• **Items from a data source**:

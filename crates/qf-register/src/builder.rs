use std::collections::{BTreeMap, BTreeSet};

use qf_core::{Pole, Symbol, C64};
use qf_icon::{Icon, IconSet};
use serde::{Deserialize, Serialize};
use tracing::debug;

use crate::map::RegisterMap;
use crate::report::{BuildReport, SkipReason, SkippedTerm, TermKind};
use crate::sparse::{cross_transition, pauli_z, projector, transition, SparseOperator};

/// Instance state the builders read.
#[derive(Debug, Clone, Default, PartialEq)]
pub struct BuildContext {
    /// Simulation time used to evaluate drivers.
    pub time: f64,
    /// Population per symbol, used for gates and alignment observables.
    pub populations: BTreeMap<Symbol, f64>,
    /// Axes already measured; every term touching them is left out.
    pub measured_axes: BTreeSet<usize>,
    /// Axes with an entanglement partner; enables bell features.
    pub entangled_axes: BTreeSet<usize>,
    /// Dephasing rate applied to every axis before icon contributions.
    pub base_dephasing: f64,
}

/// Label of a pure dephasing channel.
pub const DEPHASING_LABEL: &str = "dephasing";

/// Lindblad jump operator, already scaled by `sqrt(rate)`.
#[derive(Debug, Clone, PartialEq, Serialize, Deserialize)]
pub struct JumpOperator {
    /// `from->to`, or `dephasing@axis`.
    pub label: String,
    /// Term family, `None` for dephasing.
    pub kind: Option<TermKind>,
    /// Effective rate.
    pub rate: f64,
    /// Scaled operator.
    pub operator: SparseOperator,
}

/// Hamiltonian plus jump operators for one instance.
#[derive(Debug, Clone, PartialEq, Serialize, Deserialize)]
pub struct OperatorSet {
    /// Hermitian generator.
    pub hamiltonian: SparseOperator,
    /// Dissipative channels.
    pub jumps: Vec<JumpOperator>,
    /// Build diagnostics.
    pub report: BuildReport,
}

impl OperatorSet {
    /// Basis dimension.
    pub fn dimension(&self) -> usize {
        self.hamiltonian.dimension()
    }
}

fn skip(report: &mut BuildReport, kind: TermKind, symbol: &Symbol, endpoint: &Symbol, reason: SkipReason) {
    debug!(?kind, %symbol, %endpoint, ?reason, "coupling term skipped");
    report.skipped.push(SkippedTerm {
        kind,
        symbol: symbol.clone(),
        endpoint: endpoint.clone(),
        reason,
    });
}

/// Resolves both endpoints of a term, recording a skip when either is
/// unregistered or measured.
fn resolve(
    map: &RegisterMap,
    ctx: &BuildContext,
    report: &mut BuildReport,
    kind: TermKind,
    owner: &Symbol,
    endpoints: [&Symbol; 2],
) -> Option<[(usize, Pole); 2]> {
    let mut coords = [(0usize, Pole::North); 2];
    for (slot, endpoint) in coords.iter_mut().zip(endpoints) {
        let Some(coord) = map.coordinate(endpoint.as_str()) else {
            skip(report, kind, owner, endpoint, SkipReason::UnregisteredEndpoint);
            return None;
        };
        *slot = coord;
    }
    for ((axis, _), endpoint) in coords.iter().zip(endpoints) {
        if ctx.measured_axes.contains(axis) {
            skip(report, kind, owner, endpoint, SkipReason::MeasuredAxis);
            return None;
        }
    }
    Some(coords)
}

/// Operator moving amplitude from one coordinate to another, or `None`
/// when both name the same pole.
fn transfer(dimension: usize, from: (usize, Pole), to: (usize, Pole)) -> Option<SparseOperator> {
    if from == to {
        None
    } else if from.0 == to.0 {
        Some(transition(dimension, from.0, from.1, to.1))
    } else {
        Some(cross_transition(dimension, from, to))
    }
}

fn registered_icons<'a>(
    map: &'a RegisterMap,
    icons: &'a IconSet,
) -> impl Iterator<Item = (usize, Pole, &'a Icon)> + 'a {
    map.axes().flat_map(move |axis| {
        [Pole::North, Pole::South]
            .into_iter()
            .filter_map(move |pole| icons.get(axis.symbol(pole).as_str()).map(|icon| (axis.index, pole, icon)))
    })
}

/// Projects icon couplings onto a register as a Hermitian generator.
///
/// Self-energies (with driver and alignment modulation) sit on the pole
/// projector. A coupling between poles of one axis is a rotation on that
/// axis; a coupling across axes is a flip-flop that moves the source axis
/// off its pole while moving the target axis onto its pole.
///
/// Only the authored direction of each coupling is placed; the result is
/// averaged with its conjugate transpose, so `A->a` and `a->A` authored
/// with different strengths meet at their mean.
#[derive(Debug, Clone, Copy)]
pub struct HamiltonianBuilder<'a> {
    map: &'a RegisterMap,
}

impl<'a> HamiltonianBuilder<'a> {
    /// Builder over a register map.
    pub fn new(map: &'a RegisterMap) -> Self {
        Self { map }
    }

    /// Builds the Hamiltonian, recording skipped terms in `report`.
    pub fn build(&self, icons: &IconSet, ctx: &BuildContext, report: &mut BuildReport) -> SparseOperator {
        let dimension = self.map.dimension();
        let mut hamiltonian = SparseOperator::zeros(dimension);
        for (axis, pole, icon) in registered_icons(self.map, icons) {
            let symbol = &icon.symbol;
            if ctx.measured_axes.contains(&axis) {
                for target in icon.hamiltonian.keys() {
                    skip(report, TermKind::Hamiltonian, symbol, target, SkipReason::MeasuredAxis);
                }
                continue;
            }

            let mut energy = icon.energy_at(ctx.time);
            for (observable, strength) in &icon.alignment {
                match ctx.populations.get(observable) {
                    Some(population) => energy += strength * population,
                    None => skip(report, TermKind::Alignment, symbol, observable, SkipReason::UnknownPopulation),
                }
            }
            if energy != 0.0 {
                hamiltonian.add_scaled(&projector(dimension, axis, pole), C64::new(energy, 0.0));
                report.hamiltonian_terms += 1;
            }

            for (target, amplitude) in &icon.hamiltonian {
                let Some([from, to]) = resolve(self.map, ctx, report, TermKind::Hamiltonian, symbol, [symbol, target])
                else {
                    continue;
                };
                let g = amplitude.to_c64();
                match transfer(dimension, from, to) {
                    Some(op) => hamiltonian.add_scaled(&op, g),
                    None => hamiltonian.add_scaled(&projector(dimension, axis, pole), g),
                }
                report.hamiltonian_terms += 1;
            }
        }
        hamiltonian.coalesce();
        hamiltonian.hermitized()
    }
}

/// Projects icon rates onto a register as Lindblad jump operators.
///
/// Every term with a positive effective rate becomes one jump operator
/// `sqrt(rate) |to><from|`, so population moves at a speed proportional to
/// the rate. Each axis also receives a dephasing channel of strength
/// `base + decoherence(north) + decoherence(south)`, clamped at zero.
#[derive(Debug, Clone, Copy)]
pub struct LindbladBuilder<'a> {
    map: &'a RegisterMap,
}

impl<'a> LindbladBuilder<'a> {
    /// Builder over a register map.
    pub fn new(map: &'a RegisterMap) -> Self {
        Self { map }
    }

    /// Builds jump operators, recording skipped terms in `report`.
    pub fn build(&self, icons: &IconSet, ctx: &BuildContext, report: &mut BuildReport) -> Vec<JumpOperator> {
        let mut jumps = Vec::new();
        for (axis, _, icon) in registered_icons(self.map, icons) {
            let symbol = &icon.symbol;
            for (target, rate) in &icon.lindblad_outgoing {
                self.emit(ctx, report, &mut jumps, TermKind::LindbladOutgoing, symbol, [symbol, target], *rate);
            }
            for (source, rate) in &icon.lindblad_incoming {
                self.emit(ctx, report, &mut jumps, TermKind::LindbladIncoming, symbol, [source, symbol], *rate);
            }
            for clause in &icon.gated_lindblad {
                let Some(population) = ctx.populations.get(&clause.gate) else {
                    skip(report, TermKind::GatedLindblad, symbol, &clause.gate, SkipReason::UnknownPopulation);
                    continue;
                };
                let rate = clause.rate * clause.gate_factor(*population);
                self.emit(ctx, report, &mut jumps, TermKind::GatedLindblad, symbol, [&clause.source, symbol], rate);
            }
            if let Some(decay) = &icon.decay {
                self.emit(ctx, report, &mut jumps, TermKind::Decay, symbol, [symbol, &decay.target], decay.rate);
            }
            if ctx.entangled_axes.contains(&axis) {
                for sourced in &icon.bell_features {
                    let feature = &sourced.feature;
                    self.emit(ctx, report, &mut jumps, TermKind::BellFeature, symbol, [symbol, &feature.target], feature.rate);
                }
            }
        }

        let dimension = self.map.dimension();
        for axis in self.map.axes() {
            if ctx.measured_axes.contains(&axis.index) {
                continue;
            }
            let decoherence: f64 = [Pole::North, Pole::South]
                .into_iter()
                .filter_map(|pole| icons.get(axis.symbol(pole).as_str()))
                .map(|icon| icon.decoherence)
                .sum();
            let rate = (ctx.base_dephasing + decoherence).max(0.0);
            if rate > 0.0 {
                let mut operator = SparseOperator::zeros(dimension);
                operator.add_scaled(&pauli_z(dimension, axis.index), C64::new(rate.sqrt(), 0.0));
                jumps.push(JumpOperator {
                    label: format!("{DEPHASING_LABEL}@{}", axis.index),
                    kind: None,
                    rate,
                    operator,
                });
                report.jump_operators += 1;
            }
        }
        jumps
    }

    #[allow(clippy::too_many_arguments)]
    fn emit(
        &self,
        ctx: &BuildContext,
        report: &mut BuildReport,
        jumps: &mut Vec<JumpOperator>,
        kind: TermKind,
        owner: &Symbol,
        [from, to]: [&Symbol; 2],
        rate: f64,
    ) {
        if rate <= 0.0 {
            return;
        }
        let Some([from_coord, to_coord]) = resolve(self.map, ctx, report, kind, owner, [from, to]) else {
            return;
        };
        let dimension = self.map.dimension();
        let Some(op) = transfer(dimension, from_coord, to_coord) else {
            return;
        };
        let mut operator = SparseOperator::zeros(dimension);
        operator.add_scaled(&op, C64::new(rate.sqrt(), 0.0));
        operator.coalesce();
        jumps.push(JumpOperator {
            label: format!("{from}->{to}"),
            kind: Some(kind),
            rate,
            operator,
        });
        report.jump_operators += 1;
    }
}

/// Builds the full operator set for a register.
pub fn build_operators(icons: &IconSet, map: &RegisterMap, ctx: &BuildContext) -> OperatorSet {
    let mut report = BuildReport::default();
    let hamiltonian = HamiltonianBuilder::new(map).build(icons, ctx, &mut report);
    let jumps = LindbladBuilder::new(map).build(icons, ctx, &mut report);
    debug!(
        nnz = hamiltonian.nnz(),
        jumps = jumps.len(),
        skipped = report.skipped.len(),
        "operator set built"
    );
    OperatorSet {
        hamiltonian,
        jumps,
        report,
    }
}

• **To do**: From the records above, print exactly the lines that run from the line with "for ((axis, _), endpoint)" to the line with "for target in", inclusive.

• **Answer space**:
    for ((axis, _), endpoint) in coords.iter().zip(endpoints) {
        if ctx.measured_axes.contains(axis) {
            skip(report, kind, owner, endpoint, SkipReason::MeasuredAxis);
            return None;
        }
    }
    Some(coords)
}

/// Operator moving amplitude from one coordinate to another, or `None`
/// when both name the same pole.
fn transfer(dimension: usize, from: (usize, Pole), to: (usize, Pole)) -> Option<SparseOperator> {
    if from == to {
        None
    } else if from.0 == to.0 {
        Some(transition(dimension, from.0, from.1, to.1))
    } else {
        Some(cross_transition(dimension, from, to))
    }
}

fn registered_icons<'a>(
    map: &'a RegisterMap,
    icons: &'a IconSet,
) -> impl Iterator<Item = (usize, Pole, &'a Icon)> + 'a {
    map.axes().flat_map(move |axis| {
        [Pole::North, Pole::South]
            .into_iter()
            .filter_map(move |pole| icons.get(axis.symbol(pole).as_str()).map(|icon| (axis.index, pole, icon)))
    })
}

/// Projects icon couplings onto a register as a Hermitian generator.
///
/// Self-energies (with driver and alignment modulation) sit on the pole
/// projector. A coupling between poles of one axis is a rotation on that
/// axis; a coupling across axes is a flip-flop that moves the source axis
/// off its pole while moving the target axis onto its pole.
///
/// Only the authored direction of each coupling is placed; the result is
/// averaged with its conjugate transpose, so `A->a` and `a->A` authored
/// with different strengths meet at their mean.
#[derive(Debug, Clone, Copy)]
pub struct HamiltonianBuilder<'a> {
    map: &'a RegisterMap,
}

impl<'a> HamiltonianBuilder<'a> {
    /// Builder over a register map.
    pub fn new(map: &'a RegisterMap) -> Self {
        Self { map }
    }

    /// Builds the Hamiltonian, recording skipped terms in `report`.
    pub fn build(&self, icons: &IconSet, ctx: &BuildContext, report: &mut BuildReport) -> SparseOperator {
        let dimension = self.map.dimension();
        let mut hamiltonian = SparseOperator::zeros(dimension);
        for (axis, pole, icon) in registered_icons(self.map, icons) {
            let symbol = &icon.symbol;
            if ctx.measured_axes.contains(&axis) {
                for target in icon.hamiltonian.keys() {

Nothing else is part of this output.